• Hi Guest!
    If you appreciate British Car Forum and our 25 years of supporting British car enthusiasts with technical and anicdotal information, collected from our thousands of great members, please support us with a low-cost subscription. You can become a supporting member for less than the dues of most car clubs.

    There are some perks with a member upgrade!
    **Upgrade Now**
    (PS: Subscribers don't see this gawd-aweful banner
Tips
Tips

Wifi/modem question

G

Guest

Guest
Guest
Offline
O.K, I have a wifi router in the house, my studio is 1/10 of a mile away. My router wouldn't reach that far and neither would a booster so I ran cable out there and put a second wifi router in the studio. Well, neither one would work after that. AT&T (ISP)said it they would cancel each other out. (Both were from them). My question is, can you run a hard wired modem and a wifi on the same line or will I still have the same cancelling problems? They could tell which one I had hooked up and I'm under the impression they didn't like the idea of me having two of their routers even though I paid for them.

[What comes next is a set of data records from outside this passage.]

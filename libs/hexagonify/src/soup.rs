//! # Triangle Soup
//!
//! Unindexed triangle mesh: vertex `i` belongs to triangle `i / 3`, and
//! neighbouring triangles carry their own copies of shared corners.

use config::constants::DEFAULT_MESH_NAME;
use glam::Vec3;

use crate::error::HexError;

/// A triangle soup with per-vertex normals and an optional UV channel.
///
/// Construction validates the layout, so every accessor can index freely.
///
/// # Example
///
/// ```rust
/// use hexagonify::TriangleSoup;
/// use glam::Vec3;
///
/// let soup = TriangleSoup::new(
///     vec![Vec3::ZERO, Vec3::X, Vec3::Y],
///     vec![Vec3::Z; 3],
/// ).unwrap();
/// assert_eq!(soup.triangle_count(), 1);
/// assert_eq!(soup.triangle(0), [0, 1, 2]);
/// ```
#[derive(Debug, Clone)]
pub struct TriangleSoup {
    name: String,
    /// Vertex positions (3 per triangle)
    positions: Vec<Vec3>,
    /// Vertex normals, parallel to `positions`
    normals: Vec<Vec3>,
    /// Written-back `[cell id, outline]` pairs
    uvs: Option<Vec<[f32; 2]>>,
}

impl TriangleSoup {
    /// Creates a soup from parallel position and normal buffers.
    ///
    /// # Errors
    ///
    /// Fails when the buffers are empty, differ in length, do not hold whole
    /// triangles, or contain a non-finite position.
    pub fn new(positions: Vec<Vec3>, normals: Vec<Vec3>) -> Result<Self, HexError> {
        if positions.len() != normals.len() {
            return Err(HexError::length_mismatch(positions.len(), normals.len()));
        }
        if positions.is_empty() {
            return Err(HexError::EmptyMesh);
        }
        if positions.len() % 3 != 0 {
            return Err(HexError::not_triangulated(positions.len()));
        }
        if let Some(index) = positions.iter().position(|p| !p.is_finite()) {
            return Err(HexError::NonFinitePosition { index });
        }

        Ok(Self {
            name: DEFAULT_MESH_NAME.to_string(),
            positions,
            normals,
            uvs: None,
        })
    }

    /// Creates a soup from flat `[x, y, z, x, y, z, ...]` buffers, the layout
    /// GPU vertex buffers use.
    pub fn from_flat(positions: &[f32], normals: &[f32]) -> Result<Self, HexError> {
        Self::new(unflatten(positions)?, unflatten(normals)?)
    }

    /// Sets the mesh name used for output file naming.
    pub fn with_name(mut self, name: impl Into<String>) -> Self {
        self.name = name.into();
        self
    }

    /// Returns the mesh name.
    pub fn name(&self) -> &str {
        &self.name
    }

    /// Returns the number of vertex slots.
    #[inline]
    pub fn vertex_count(&self) -> usize {
        self.positions.len()
    }

    /// Returns the number of triangles.
    #[inline]
    pub fn triangle_count(&self) -> usize {
        self.positions.len() / 3
    }

    /// Returns the position of a vertex slot.
    #[inline]
    pub fn position(&self, vertex: usize) -> Vec3 {
        self.positions[vertex]
    }

    /// Returns the normal of a vertex slot.
    #[inline]
    pub fn normal(&self, vertex: usize) -> Vec3 {
        self.normals[vertex]
    }

    /// Returns the vertex indices of a triangle.
    #[inline]
    pub fn triangle(&self, triangle: usize) -> [usize; 3] {
        let base = triangle * 3;
        [base, base + 1, base + 2]
    }

    #[inline]
    pub fn positions(&self) -> &[Vec3] {
        &self.positions
    }

    #[inline]
    pub fn normals(&self) -> &[Vec3] {
        &self.normals
    }

    /// Writes the per-vertex `[cell id, outline]` channel back onto the mesh.
    pub fn set_uvs(&mut self, uvs: Vec<[f32; 2]>) -> Result<(), HexError> {
        if uvs.len() != self.positions.len() {
            return Err(HexError::UvLengthMismatch {
                count: uvs.len(),
                vertex_count: self.positions.len(),
            });
        }
        self.uvs = Some(uvs);
        Ok(())
    }

    /// Returns the UV channel, if one was written.
    pub fn uvs(&self) -> Option<&[[f32; 2]]> {
        self.uvs.as_deref()
    }
}

fn unflatten(values: &[f32]) -> Result<Vec<Vec3>, HexError> {
    if values.len() % 3 != 0 {
        return Err(HexError::MalformedBuffer { len: values.len() });
    }
    Ok(values
        .chunks_exact(3)
        .map(|c| Vec3::new(c[0], c[1], c[2]))
        .collect())
}

/// Computes the unit normal of a triangle from its winding, or zero for a
/// degenerate triangle.
pub fn facet_normal(a: Vec3, b: Vec3, c: Vec3) -> Vec3 {
    (b - a).cross(c - a).normalize_or_zero()
}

I can't just plug into my laptop as all I have is an ethernet port.
 
That BS Billy
You can use multiple routers in the same house.
You just can name them the same.
Just re read the post
I might have misspoke.
I have no idea what a hard wired modem is.You know it is real, I mean "REAL" easy to add ends to a cat 5 wire.
 
Usually a hard wired modem is internal in the computer and a phone wire just plugs in the back. If that's what your talking about, make sure the baud rate is up to snuff! You would probably want the highest one you can get. I have no idea how that would affect the wireless though.PJ
 
My wifi modem also has hardwire inputs, but those are RJ-45 (cat 5). I'm confused by the whole phone jack thing.
 
My wifi modem also has hardwire inputs, but those are RJ-45 (cat 5). I'm confused by the whole phone jack thing.

I do not have a port that will accept a phone cord straight in. In other words, if I do have whatever modem I need in my laptop I am unable to hook it to the phone line as I don't have a phone jack in my laptop in which to hook said line into.
 
So your computer does not have a cat 5 port . So you only do wifi.
Then what you need to do is run a cat 5 cable from your house to the "shed" and install another wireless router.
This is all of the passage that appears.